After our first ten days in Rio , we left on November 20 for our next port of call, Montevideo, Uruguay, where we docked on Nov. 24. For many of us it was our favorite port. It was a friendly city. It was a compact town, with downtown pretty much accessible by foot. Lots of bars, lots of available women. At our young ages, few of us were interested in visiting museums, art galleries, historic cathedrals, or other places patronized by older, more affluent tourists. We were mostly “hot to trot.”

The one historic event that fascinated us most was the aborted battle beween pursuing New Zealand Royal Navy warships chasing the German pocket battleship “Graf Spee” in December 1939, which had sought shelter in Montevideo’s harbor, as Uruguay was not then engaged in WWII. The Germans arrived in Montevideo on December 13. The Uruguayan government ordered the Graf Spee to leave. On Dec. 17, the ship left the dock but not far into the waters, its captain Hans Langsdorff ordered the Graf Spee scuttled rarther than try to confront the superior Royal Navy force waituing for it in the international waters to give battle and sink it. Ten days later the German captain commited suicide.

The legend was that thousands of Montevidean residents and their families had gone to the hillside overlooking the Rio de la Plata to watch a possible sea battle in a cat and mouse scenario, carryiing picnic lunches and all. But with the scuttling the blood sport spectacle of sea battk was denied them. We were able to see the upper parts of the Graf Spee still sticking out of the water that had not been submerged during our 1945 visit. . We all sent postcards home from Montevideo showing the Graf Spee in its final resting place.
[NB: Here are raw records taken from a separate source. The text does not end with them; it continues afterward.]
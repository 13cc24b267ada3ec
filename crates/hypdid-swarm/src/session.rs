//! Replication session lifecycle.
//!
//! A [`ReplicationSession`] owns the swarm attachment for one log store:
//! joining the discovery topic, replicating with every peer that shows up,
//! and tearing the attachment down. Connecting is lazy and memoized, so
//! callers can race `connect` freely and the topic is only joined once.

use std::sync::{Arc, Mutex as StdMutex};

use serde::Serialize;
use tokio::sync::OnceCell;
use tokio::task::JoinHandle;
use tracing::{debug, warn};

use hypdid_core::encode_key;
use hypdid_store::LogStore;

use crate::error::{ReplicationError, Result};
use crate::replicator::Replicator;
use crate::transport::{Swarm, Topic};

/// Point-in-time snapshot of a session and its store.
#[derive(Debug, Clone, Serialize)]
pub struct Status {
    /// Distinct peers with a live connection.
    pub number_of_peers: usize,
    /// Whether at least one peer is connected.
    pub connected: bool,
    /// Logs held in the local store.
    pub number_of_logs: usize,
    /// Per-log key and length.
    pub logs: Vec<LogStatus>,
}

/// Status of one replicated log.
#[derive(Debug, Clone, Serialize)]
pub struct LogStatus {
    /// Base64url-encoded log key.
    pub key: String,
    /// Number of records in the log.
    pub length: u64,
}

/// Manages replication of a log store over a swarm.
pub struct ReplicationSession<S: LogStore + 'static, T: Swarm + 'static> {
    store: Arc<S>,
    swarm: Arc<T>,
    topic: Topic,
    ready: OnceCell<Result<()>>,
    accept_task: StdMutex<Option<JoinHandle<()>>>,
}

impl<S: LogStore + 'static, T: Swarm + 'static> ReplicationSession<S, T> {
    pub fn new(store: Arc<S>, swarm: Arc<T>, topic: Topic) -> Self {
        Self {
            store,
            swarm,
            topic,
            ready: OnceCell::new(),
            accept_task: StdMutex::new(None),
        }
    }

    /// Join the discovery topic and start replicating with peers.
    ///
    /// The first call performs the join; every later call (including
    /// concurrent ones) awaits and returns that first outcome.
    pub async fn connect(&self) -> Result<()> {
        self.ready
            .get_or_init(|| self.establish())
            .await
            .clone()
    }

    /// Alias for [`connect`](Self::connect); reads as intent at call sites
    /// that only care about the session being usable.
    pub async fn ready(&self) -> Result<()> {
        self.connect().await
    }

    async fn establish(&self) -> Result<()> {
        let store = Arc::clone(&self.store);
        let swarm = Arc::clone(&self.swarm);
        let local_key = self.swarm.local_public_key();
        let accept_task = tokio::spawn(async move {
            while let Some(conn) = swarm.accept().await {
                let replicator = Replicator::new(Arc::clone(&store), local_key);
                tokio::spawn(async move {
                    let peer = conn.remote_public_key();
                    match replicator.run(conn).await {
                        Ok(report) => debug!(
                            %peer,
                            received = report.received,
                            sent = report.sent,
                            "peer exchange finished"
                        ),
                        Err(e) => warn!(%peer, error = %e, "peer exchange failed"),
                    }
                });
            }
        });
        *self.accept_task.lock().unwrap() = Some(accept_task);

        let discovery = self.swarm.join(self.topic).await?;
        discovery.flushed().await?;
        // The announce can settle before any peer dials back; give pending
        // connection attempts a chance to land.
        if self.swarm.peer_count().await == 0 {
            self.swarm.flush().await?;
        }
        debug!(topic = ?self.topic, "replication session connected");
        Ok(())
    }

    /// Tear down the swarm attachment.
    ///
    /// A session that never connected has nothing to tear down. Errors from
    /// the underlying swarm are surfaced; closing already-closed connections
    /// is a no-op.
    pub async fn destroy(&self) -> Result<()> {
        if self.ready.get().is_none() {
            return Ok(());
        }
        self.swarm.flush().await?;
        self.swarm.destroy().await?;
        // The swarm may leave connection objects dangling after destroy.
        for conn in self.swarm.connections().await {
            if !conn.is_closed() {
                conn.close().await;
            }
        }
        if let Some(task) = self.accept_task.lock().unwrap().take() {
            task.abort();
        }
        debug!("replication session destroyed");
        Ok(())
    }

    /// Snapshot current peer and store state.
    pub async fn status(&self) -> Result<Status> {
        let number_of_peers = self.swarm.peer_count().await;
        let logs: Vec<LogStatus> = self
            .store
            .list()
            .await
            .map_err(ReplicationError::from)?
            .into_iter()
            .map(|info| LogStatus {
                key: encode_key(&info.key),
                length: info.length,
            })
            .collect();
        Ok(Status {
            number_of_peers,
            connected: number_of_peers > 0,
            number_of_logs: logs.len(),
            logs,
        })
    }
}

#[cfg(test)]
mod tests {
    use super::*;
    use crate::transport::memory::MemoryNet;
    use crate::transport::discovery_topic;
    use bytes::Bytes;
    use hypdid_core::Keypair;
    use hypdid_store::MemoryLogStore;
    use std::time::Duration;

    async fn wait_for_length(
        store: &MemoryLogStore,
        key: &hypdid_core::PublicKey,
        want: u64,
    ) {
        for _ in 0..100 {
            let log = store.open(key).await.unwrap();
            if log.length().await.unwrap() >= want {
                return;
            }
            tokio::time::sleep(Duration::from_millis(10)).await;
        }
        panic!("store never reached length {want}");
    }

    #[tokio::test]
    async fn test_sessions_replicate_on_connect() {
        let writer = Keypair::from_seed(&[5; 32]);
        let store_a = Arc::new(MemoryLogStore::new());
        let log = store_a.open_writable(&writer).await.unwrap();
        log.append(vec![Bytes::from("r0"), Bytes::from("r1")])
            .await
            .unwrap();
        let store_b = Arc::new(MemoryLogStore::new());

        let net = MemoryNet::new();
        let swarm_a = Arc::new(net.create_swarm(&Keypair::from_seed(&[1; 32])));
        let swarm_b = Arc::new(net.create_swarm(&Keypair::from_seed(&[2; 32])));

        let session_a =
            ReplicationSession::new(Arc::clone(&store_a), Arc::clone(&swarm_a), discovery_topic());
        let session_b =
            ReplicationSession::new(Arc::clone(&store_b), Arc::clone(&swarm_b), discovery_topic());

        session_a.connect().await.unwrap();
        session_b.connect().await.unwrap();

        wait_for_length(&store_b, &writer.public_key(), 2).await;

        session_a.destroy().await.unwrap();
        session_b.destroy().await.unwrap();
    }

    #[tokio::test]
    async fn test_connect_is_memoized() {
        let net = MemoryNet::new();
        let swarm = Arc::new(net.create_swarm(&Keypair::from_seed(&[1; 32])));
        let store = Arc::new(MemoryLogStore::new());
        let session =
            ReplicationSession::new(Arc::clone(&store), Arc::clone(&swarm), discovery_topic());

        let (a, b, c) = tokio::join!(session.connect(), session.connect(), session.ready());
        a.unwrap();
        b.unwrap();
        c.unwrap();

        assert_eq!(swarm.join_count(), 1);
    }

    #[tokio::test]
    async fn test_destroy_without_connect_is_noop() {
        let net = MemoryNet::new();
        let swarm = Arc::new(net.create_swarm(&Keypair::from_seed(&[1; 32])));
        let store = Arc::new(MemoryLogStore::new());
        let session = ReplicationSession::new(store, Arc::clone(&swarm), discovery_topic());

        session.destroy().await.unwrap();
        // No join, no destroy reached the swarm.
        assert_eq!(swarm.join_count(), 0);
    }

    #[tokio::test]
    async fn test_destroy_is_idempotent() {
        let net = MemoryNet::new();
        let swarm = Arc::new(net.create_swarm(&Keypair::from_seed(&[1; 32])));
        let store = Arc::new(MemoryLogStore::new());
        let session = ReplicationSession::new(store, swarm, discovery_topic());

        session.connect().await.unwrap();
        session.destroy().await.unwrap();
        session.destroy().await.unwrap();
    }

    #[tokio::test]
    async fn test_status_reflects_store() {
        let writer = Keypair::from_seed(&[5; 32]);
        let store = Arc::new(MemoryLogStore::new());
        let log = store.open_writable(&writer).await.unwrap();
        log.append(vec![Bytes::from("r0")]).await.unwrap();

        let net = MemoryNet::new();
        let swarm = Arc::new(net.create_swarm(&Keypair::from_seed(&[1; 32])));
        let session = ReplicationSession::new(Arc::clone(&store), swarm, discovery_topic());

        let status = session.status().await.unwrap();
        assert_eq!(status.number_of_peers, 0);
        assert!(!status.connected);
        assert_eq!(status.number_of_logs, 1);
        assert_eq!(status.logs[0].length, 1);
        assert_eq!(status.logs[0].key, encode_key(&writer.public_key()));
    }
}
//! The unified DID client.

use std::sync::Arc;

use serde_json::{Map, Value};
use tracing::debug;

use hypdid_core::{Did, Event, Keypair};
use hypdid_ledger::Ledger;
use hypdid_store::LogStore;
use hypdid_swarm::{ReplicationSession, Status, Swarm};

use crate::config::ClientConfig;
use crate::error::Result;

/// Creates, resolves, and replicates DID documents.
///
/// Binds one log store and one swarm. Local reads and writes work without
/// ever connecting; [`connect`](Self::connect) is only needed to exchange
/// records with peers.
///
/// Teardown on process signals is the caller's concern: register
/// [`destroy`](Self::destroy) in a shutdown hook if the process can be
/// interrupted while connected.
pub struct DidClient<S: LogStore + 'static, T: Swarm + 'static> {
    config: ClientConfig,
    store: Arc<S>,
    session: ReplicationSession<S, T>,
}

impl<S: LogStore + 'static, T: Swarm + 'static> DidClient<S, T> {
    pub fn new(config: ClientConfig, store: Arc<S>, swarm: Arc<T>) -> Self {
        let session = ReplicationSession::new(Arc::clone(&store), swarm, config.topic);
        Self {
            config,
            store,
            session,
        }
    }

    pub fn config(&self) -> &ClientConfig {
        &self.config
    }

    /// The node's own swarm identity.
    pub fn identity(&self) -> Keypair {
        self.config.identity_keypair()
    }

    /// Create a new DID with a fresh keypair and write its header record.
    ///
    /// Returns the writable ledger for the new DID. Metadata lands in the
    /// header event; a `type` field there becomes the document type.
    pub async fn create(&self, metadata: Map<String, Value>) -> Result<Ledger> {
        let keypair = Keypair::generate();
        let did = Did::from_key(&keypair.public_key());
        let log = self.store.open_writable(&keypair).await?;

        let mut ledger = Ledger::new(did, log);
        ledger.initialize(metadata).await?;
        debug!(did = %ledger.did(), "created");
        Ok(ledger)
    }

    /// Open the ledger for a DID and load its current state.
    ///
    /// Works for any DID, local or replicated; the ledger may turn out
    /// uninitialized if no records have arrived yet.
    pub async fn get(&self, did: &Did) -> Result<Ledger> {
        let log = self.store.open(&did.public_key()).await?;
        let mut ledger = Ledger::new(did.clone(), log);
        ledger.update().await?;
        Ok(ledger)
    }

    /// Resolve a DID to its folded document value.
    ///
    /// `None` if no records for the DID are known locally.
    pub async fn resolve(&self, did: &Did) -> Result<Option<Value>> {
        let mut ledger = self.get(did).await?;
        if !ledger.initialized() {
            return Ok(None);
        }
        Ok(Some(ledger.value().await?))
    }

    /// The full event history of a DID, header first.
    pub async fn history(&self, did: &Did) -> Result<Vec<Event>> {
        let mut ledger = self.get(did).await?;
        Ok(ledger.events().await?)
    }

    /// Join the discovery topic and start replicating. Memoized; see
    /// [`ReplicationSession::connect`].
    pub async fn connect(&self) -> Result<()> {
        Ok(self.session.connect().await?)
    }

    /// Await the session being connected.
    pub async fn ready(&self) -> Result<()> {
        Ok(self.session.ready().await?)
    }

    /// Tear down the swarm attachment. No-op if never connected.
    pub async fn destroy(&self) -> Result<()> {
        Ok(self.session.destroy().await?)
    }

    /// Snapshot peer and store state.
    pub async fn status(&self) -> Result<Status> {
        Ok(self.session.status().await?)
    }
}

#[cfg(test)]
mod tests {
    use super::*;
    use hypdid_core::DidError;
    use hypdid_store::MemoryLogStore;
    use hypdid_swarm::memory::{MemoryNet, MemorySwarm};
    use serde_json::json;
    use std::str::FromStr;

    fn test_client() -> DidClient<MemoryLogStore, MemorySwarm> {
        let config = ClientConfig::new("/tmp/hypdid-test");
        let store = Arc::new(MemoryLogStore::new());
        let net = MemoryNet::new();
        let swarm = Arc::new(net.create_swarm(&config.identity_keypair()));
        DidClient::new(config, store, swarm)
    }

    fn metadata(doc_type: &str) -> Map<String, Value> {
        let mut map = Map::new();
        map.insert("type".to_string(), json!(doc_type));
        map
    }

    #[tokio::test]
    async fn test_create_then_resolve() {
        let client = test_client();
        let ledger = client.create(metadata("profile")).await.unwrap();
        let did = ledger.did().clone();

        ledger
            .append(vec![json!({"payload": {"name": "Alice"}})])
            .await
            .unwrap();

        let value = client.resolve(&did).await.unwrap().unwrap();
        assert_eq!(value, json!({"name": "Alice"}));
    }

    #[tokio::test]
    async fn test_resolve_unknown_did_is_none() {
        let client = test_client();
        let did = Did::from_key(&Keypair::generate().public_key());
        assert!(client.resolve(&did).await.unwrap().is_none());
    }

    #[tokio::test]
    async fn test_history_is_ordered() {
        let client = test_client();
        let ledger = client.create(metadata("profile")).await.unwrap();
        ledger
            .append(vec![
                json!({"payload": {"a": 1}}),
                json!({"payload": {"b": 2}}),
            ])
            .await
            .unwrap();

        let events = client.history(ledger.did()).await.unwrap();
        assert_eq!(events.len(), 3);
        assert_eq!(events[0]["eventType"], "init");
        assert_eq!(events[1]["payload"]["a"], 1);
        assert_eq!(events[2]["payload"]["b"], 2);
    }

    #[tokio::test]
    async fn test_get_reopens_writable_ledger() {
        let client = test_client();
        let created = client.create(metadata("profile")).await.unwrap();

        let reopened = client.get(created.did()).await.unwrap();
        assert!(reopened.initialized());
        assert!(reopened.writable());
        assert_eq!(reopened.doc_type(), Some("profile"));
    }

    #[test]
    fn test_bad_did_string_rejected_before_lookup() {
        assert!(matches!(
            Did::from_str("did:web:alice"),
            Err(DidError::InvalidDidFormat(_))
        ));
    }
}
But our liberty days and nights in Montevideo were mostly spent in the bars and their backrooms, drinking, carousing and making love. I remember getting it on with a big, ample-breasted, giggly but shapely 20-something bar girl with massive well-rounded thighs who I made whoopie with. I sat in a wooden kitchen chair while she straddled me on top of my lap as she commandeered the pace of the action until I ejaculated, she laughing the whole time. It was then then I first discovered my natural submissiveness in sexual engagements.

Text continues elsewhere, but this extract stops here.